Figure 3. Representation of an infarcted and a healthy segment using circumferential strain. (a) End-systolic strain in a healthy segment (q8) and an infarcted segment (p8). (b) pi and qi represent median strain values at the ith frame of a cardiac cycle. (c) Strain HSpread is calculated using (Equation 5).
View this figure

After calculating the H-spread of “potentially infarcted” segments, “Infarction Condition” was checked to decide whether the “potentially infarcted” segment was actually an infarcted segment; during this step, the H-spread values were also calculated, as described in Equation 6.

Hinfarcted = HSpreadLV – segment

Hhealthy_basal = µbasal(HSpreadLV – segment)

Hhealthy_mid = µmid(HSpreadLV – segment)

Hhealthy_apical = µapical(HSpreadLV – segment)

Hhealthy_all = µbasal–mid–apical(HSpreadLV – segment)

Hhealthy = Hhealthy_basal OR Hhealthy_mid OR Hhealthy_apical OR Hhealthy_all (6)

Infarction Condition

A potentially infarcted segment has at least α% reduced strain H-spread compared to the mean H-spread of remaining LV segments of the same LV slice.

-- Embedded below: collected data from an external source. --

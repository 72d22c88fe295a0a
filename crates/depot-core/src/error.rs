//! Error types for the Depot protocol

use thiserror::Error;

/// Protocol-level errors
#[derive(Error, Debug, Clone, PartialEq, Eq)]
pub enum ProtocolError {
    #[error("unknown command: {0:?}")]
    UnknownCommand(String),

    #[error("malformed {command} frame: {reason}")]
    Malformed {
        command: &'static str,
        reason: String,
    },

    #[error("invalid file name: {0}")]
    InvalidName(String),

    #[error("invalid size field: {0:?}")]
    InvalidSize(String),

    #[error("frame is not valid UTF-8")]
    NotUtf8,
}

/// Structured error codes sent after `ERROR:` on the wire
#[derive(Clone, Copy, Debug, PartialEq, Eq, Hash)]
pub enum ErrorCode {
    NotFound,
    InvalidName,
    IsDirectory,
    PermissionDenied,
    Busy,
    Io,
}

impl ErrorCode {
    /// Wire token for this code
    pub fn as_str(self) -> &'static str {
        match self {
            ErrorCode::NotFound => "NOT_FOUND",
            ErrorCode::InvalidName => "INVALID_NAME",
            ErrorCode::IsDirectory => "IS_DIRECTORY",
            ErrorCode::PermissionDenied => "PERMISSION_DENIED",
            ErrorCode::Busy => "BUSY",
            ErrorCode::Io => "IO",
        }
    }

    /// Parse a wire token back into a code
    pub fn parse(token: &str) -> Option<Self> {
        Some(match token {
            "NOT_FOUND" => ErrorCode::NotFound,
            "INVALID_NAME" => ErrorCode::InvalidName,
            "IS_DIRECTORY" => ErrorCode::IsDirectory,
            "PERMISSION_DENIED" => ErrorCode::PermissionDenied,
            "BUSY" => ErrorCode::Busy,
            "IO" => ErrorCode::Io,
            _ => return None,
        })
    }

    /// Classify an I/O error from a filesystem mutation
    pub fn from_io(err: &std::io::Error) -> Self {
        use std::io::ErrorKind;

        match err.kind() {
            ErrorKind::NotFound => return ErrorCode::NotFound,
            ErrorKind::PermissionDenied => return ErrorCode::PermissionDenied,
            _ => {}
        }

        match err.raw_os_error() {
            Some(code) if code == libc::EBUSY || code == libc::ETXTBSY => ErrorCode::Busy,
            _ => ErrorCode::Io,
        }
    }
}

impl std::fmt::Display for ErrorCode {
    fn fmt(&self, f: &mut std::fmt::Formatter<'_>) -> std::fmt::Result {
        f.write_str(self.as_str())
    }
}

impl From<&ProtocolError> for ErrorCode {
    fn from(e: &ProtocolError) -> Self {
        match e {
            ProtocolError::InvalidName(_) => ErrorCode::InvalidName,
            _ => ErrorCode::Io,
        }
    }
}

#[cfg(test)]
mod tests {
    use super::*;
    use std::io;

    #[test]
    fn test_code_tokens_parse_back() {
        for code in [
            ErrorCode::NotFound,
            ErrorCode::InvalidName,
            ErrorCode::IsDirectory,
            ErrorCode::PermissionDenied,
            ErrorCode::Busy,
            ErrorCode::Io,
        ] {
            assert_eq!(ErrorCode::parse(code.as_str()), Some(code));
        }
        assert_eq!(ErrorCode::parse("nope"), None);
    }

    #[test]
    fn test_from_io() {
        let e = io::Error::from(io::ErrorKind::NotFound);
        assert_eq!(ErrorCode::from_io(&e), ErrorCode::NotFound);

        let e = io::Error::from(io::ErrorKind::PermissionDenied);
        assert_eq!(ErrorCode::from_io(&e), ErrorCode::PermissionDenied);

        let e = io::Error::from_raw_os_error(libc::EBUSY);
        assert_eq!(ErrorCode::from_io(&e), ErrorCode::Busy);

        let e = io::Error::new(io::ErrorKind::Other, "disk on fire");
        assert_eq!(ErrorCode::from_io(&e), ErrorCode::Io);
    }
}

If all segments of a slice are infarcted, then healthy segments of the whole LV are considered instead of only considering the same slice.

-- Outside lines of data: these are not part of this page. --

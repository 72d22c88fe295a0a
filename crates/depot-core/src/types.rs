//! Core type definitions for Depot

/// One stored file as reported by `LIST`
#[derive(Clone, Debug, PartialEq, Eq)]
pub struct FileEntry {
    /// Decoded base name
    pub name: String,
    /// Size in bytes at the time of listing
    pub size: u64,
}

impl FileEntry {
    pub fn new(name: impl Into<String>, size: u64) -> Self {
        Self {
            name: name.into(),
            size,
        }
    }
}

/// Access mode a storage operation needs on a name
#[derive(Clone, Copy, Debug, PartialEq, Eq, Hash)]
pub enum LockType {
    /// Multiple readers allowed
    Shared,
    /// Single writer, no readers
    Exclusive,
}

α could be any value greater than 0 and less than 100. For example, assume that segments 1 and 2 of a basal slice are “potentially infarcted” segments. These segments will be considered as actually infarcted if HSpreadLV – segment is at least α% reduced compared with the mean H-spread of other segments in the basal slice (Hhealthy_basal), which includes segments 3, 4, 5, and 6. When all segments of a slice were “potentially infarcted,” healthy segments of basal, midventricular, and apical slices were used to calculate (Hhealthy_all). For example, if segments 13, 14, 15, and 16 of an apical slice were “potentially infarcted,” the healthy segments of basal and midventricular slices were considered together during H-spread comparison of the “Infarction Condition.”

In this work, the following values of α were considered (Equation 7) to determine the most appropriate αcorrect value, and it was assumed that the values within this range of α values would not change the results considerably.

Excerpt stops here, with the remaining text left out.